Śmierć Rivera Phoeniksa przerwała karierę jednego z najbardziej obiecujących gwiazd Hollywood. Dwa tygodnie po tragicznym wydarzeniu miał wejść na plan "Wywiadu z wampirem" Neila Jordana (jego rola ostatecznie powędrowała do Christiana Slatera, który całą swoją gażę - 250 tysięcy dolarów - przeznaczył na cele charytatywnych organizacji, które wspierał Phoenix: Earth Save and Earth Trust).

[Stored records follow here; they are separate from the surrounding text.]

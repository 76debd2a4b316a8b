use thiserror::Error;
use vjoy_driver::DriverError;
use vjoy_protocol::{DeviceId, ProtocolError};

#[derive(Debug, Error)]
pub enum Error {
    #[error("vJoy device {0} is already owned by this process")]
    AlreadyOwned(DeviceId),

    #[error("vJoy device {0} is owned by another process")]
    Busy(DeviceId),

    #[error("vJoy device {0} is missing: not configured, or the driver is down")]
    Missing(DeviceId),

    #[error("unknown vJoy error on device {0}")]
    DriverUnknownError(DeviceId),

    #[error("{what} reset failed")]
    ResetFailed { what: &'static str },

    #[error("vJoy device {0} rejected the state update")]
    UpdateFailed(DeviceId),

    #[error("failed to relinquish vJoy device {0}")]
    RelinquishFailed(DeviceId),

    #[error("unknown control name: {0:?}")]
    UnknownControlName(String),

    #[error("vJoy is installed but not enabled")]
    DriverDisabled,

    #[error(transparent)]
    DriverUnavailable(#[from] DriverError),

    #[error(transparent)]
    Protocol(ProtocolError),
}

impl From<ProtocolError> for Error {
    fn from(e: ProtocolError) -> Self {
        match e {
            ProtocolError::UnknownName(name) => Error::UnknownControlName(name),
            other => Error::Protocol(other),
        }
    }
}

pub type Result<T> = std::result::Result<T, Error>;
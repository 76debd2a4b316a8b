#![deny(warnings)]
//! Client for vJoy virtual joysticks.
//!
//! Acquire a device by report id, set its axes, buttons and hats, then
//! [`Device::update`] submits the whole position in one driver call:
//!
//! ```no_run
//! # #[cfg(windows)]
//! # fn main() -> vjoy::Result<()> {
//! use vjoy::{AxisName, DeviceId, HatState};
//!
//! let vjoy = vjoy::connect()?;
//! let mut dev = vjoy.acquire(DeviceId::try_from(1)?)?;
//! dev.axis(AxisName::X).set_normalized(-0.5);
//! dev.button(0).press();
//! dev.hat(0).set_discrete(HatState::East);
//! dev.update()?;
//! dev.relinquish()
//! # }
//! # #[cfg(not(windows))]
//! # fn main() {}
//! ```

pub mod axis;
pub mod button;
pub mod device;
pub mod error;
pub mod hat;
pub mod state;

use std::sync::Arc;
use tracing::instrument;

pub use axis::{Axis, AxisInfo};
pub use button::{Button, button_slot};
pub use device::{Capabilities, Device};
pub use error::{Error, Result};
pub use hat::{Hat, HatSlot};
pub use state::StateBuffer;
pub use vjoy_driver::{Driver, DriverError, Mock, MockDevice};
pub use vjoy_protocol::{AxisName, AxisSet, DeviceId, DeviceStatus, HatState, JoystickPosition};

#[cfg(windows)]
pub use vjoy_driver::Dll;

/// Handle on a loaded driver. Cheap to clone.
pub struct Vjoy<D: Driver + ?Sized> {
    driver: Arc<D>,
}

impl<D: Driver + ?Sized> Clone for Vjoy<D> {
    fn clone(&self) -> Self {
        Self { driver: self.driver.clone() }
    }
}

/// Load `vJoyInterface.dll` (once per process) and check the driver is
/// enabled.
#[cfg(windows)]
pub fn connect() -> Result<Vjoy<Dll>> {
    connect_with(vjoy_driver::dll::DLL_NAME)
}

#[cfg(windows)]
pub fn connect_with(path: impl AsRef<std::path::Path>) -> Result<Vjoy<Dll>> {
    let vjoy = Vjoy::new(Dll::load_from(path)?);
    if !vjoy.is_available() {
        return Err(Error::DriverDisabled);
    }
    Ok(vjoy)
}

impl<D: Driver + ?Sized> Vjoy<D> {
    pub fn new(driver: Arc<D>) -> Self {
        Self { driver }
    }

    pub fn driver(&self) -> &Arc<D> {
        &self.driver
    }

    /// Whether the driver is installed and enabled.
    pub fn is_available(&self) -> bool {
        self.driver.enabled()
    }

    pub fn version(&self) -> u16 {
        self.driver.version()
    }

    pub fn product(&self) -> Option<String> {
        self.driver.product_string()
    }

    pub fn manufacturer(&self) -> Option<String> {
        self.driver.manufacturer_string()
    }

    pub fn serial_number(&self) -> Option<String> {
        self.driver.serial_string()
    }

    pub fn status(&self, id: DeviceId) -> DeviceStatus {
        self.driver.device_status(id)
    }

    /// Reset every device the driver knows of.
    #[instrument(level = "info", skip(self))]
    pub fn reset_all(&self) -> Result<()> {
        if self.driver.reset_all() { Ok(()) } else { Err(Error::ResetFailed { what: "global" }) }
    }

    /// Take ownership of device `id`, discover its controls and push the
    /// neutral state.
    pub fn acquire(&self, id: DeviceId) -> Result<Device<D>> {
        Device::acquire(self.driver.clone(), id)
    }
}

#[cfg(test)]
mod tests {
    use super::*;

    #[test]
    fn driver_metadata_passes_through() {
        let mock = Mock::new();
        let vjoy = Vjoy::new(mock.clone());
        assert!(vjoy.is_available());
        assert_eq!(vjoy.version(), vjoy_protocol::TESTED_DRIVER_VERSION);
        assert!(vjoy.product().is_some());
        mock.set_enabled(false);
        assert!(!vjoy.clone().is_available());
        assert!(matches!(vjoy.reset_all(), Err(Error::ResetFailed { what: "global" })));
    }

    #[test]
    fn works_behind_a_trait_object() {
        let id = DeviceId::new(2).unwrap();
        let driver: Arc<dyn Driver> = Mock::with_devices([(id, MockDevice::default())]);
        let vjoy = Vjoy::new(driver);
        assert_eq!(vjoy.status(id), DeviceStatus::Free);
        let dev = vjoy.acquire(id).unwrap();
        assert_eq!(vjoy.status(id), DeviceStatus::Owned);
        dev.relinquish().unwrap();
    }
}
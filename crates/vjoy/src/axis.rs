//! Axis value transforms into the driver's 15-bit unsigned range.
//!
//! Every setter ends in [`Axis::set`], which masks to `0..=0x7FFF`. Values
//! outside a setter's documented domain are wrapped or clamped, never
//! reported.

use crate::state::StateBuffer;
use serde::Serialize;
use tracing::trace;
use vjoy_protocol::{AXIS_CENTER, AXIS_MAX, AXIS_MIN, AxisField, AxisName};

/// What discovery learned about one logical axis.
#[derive(Clone, Copy, Debug, PartialEq, Eq, Serialize)]
pub struct AxisInfo {
    pub name: AxisName,
    pub exists: bool,
    /// Logical `(min, max)` the driver reports. Informational only.
    pub bounds: Option<(i32, i32)>,
}

impl AxisInfo {
    pub const fn absent(name: AxisName) -> Self {
        Self { name, exists: false, bounds: None }
    }

    fn field(&self) -> Option<AxisField> {
        self.exists.then_some(self.name.field())
    }
}

/// Write access to one axis slot of a device's state buffer.
pub struct Axis<'a> {
    info: &'a AxisInfo,
    buf: &'a mut StateBuffer,
}

impl<'a> Axis<'a> {
    pub(crate) fn new(info: &'a AxisInfo, buf: &'a mut StateBuffer) -> Self {
        Self { info, buf }
    }

    pub fn name(&self) -> AxisName {
        self.info.name
    }

    pub fn exists(&self) -> bool {
        self.info.exists
    }

    pub fn bounds(&self) -> Option<(i32, i32)> {
        self.info.bounds
    }

    /// Current encoded value, `0..=0x7FFF`.
    pub fn value(&self) -> i32 {
        self.buf.axis(self.info.field())
    }

    /// Unsigned range `0..=0x7FFF`; anything else wraps through the mask.
    pub fn set(&mut self, value: i32) {
        let field = self.info.field();
        if field.is_none() {
            trace!(axis = %self.info.name, value, "write to absent axis discarded");
        }
        *self.buf.axis_mut(field) = value & AXIS_MAX;
    }

    /// Signed range `-0x4000..=0x3FFF` around the center; wraps outside it.
    pub fn set_signed(&mut self, value: i32) {
        self.set(value.wrapping_sub(AXIS_CENTER));
    }

    /// Unsigned range, saturating at both ends.
    pub fn set_clamped(&mut self, value: i32) {
        self.set(value.clamp(AXIS_MIN, AXIS_MAX));
    }

    /// `-1.0..=1.0`, with `0.0` at the center. The negative half spans
    /// `0..0x4000`, the positive half `0x4000..=0x7FFF`.
    pub fn set_normalized(&mut self, value: f32) {
        let v = if value < 0.0 {
            let v = (value + 1.0).max(0.0);
            (v * AXIS_CENTER as f32) as i32
        } else {
            let v = value.min(1.0);
            AXIS_CENTER + (v * (AXIS_MAX - AXIS_CENTER) as f32) as i32
        };
        self.set(v);
    }

    /// `0.0..=1.0` across the full range.
    pub fn set_unit(&mut self, value: f32) {
        self.set_clamped((value * AXIS_MAX as f32) as i32);
    }
}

Gus Van Sant ujawnił, że wspólnie z Phoeniksem planowali biograficzny film o Andym Warholu. "River wyglądał podobnie do młodego Andy'ego, ale projekt filmu nigdy nie został zrealizowany" - przyznał reżyser. Phoenix zgodził się także na rolę Cleve'a Jonesa w filmie o Harveyu Milku, nad którym van Sant pracował w latach 90. Ostatecznie obraz powstał w 2008 roku a na ekranie jako Jonesa oglądaliśmy Emile'a Hirscha.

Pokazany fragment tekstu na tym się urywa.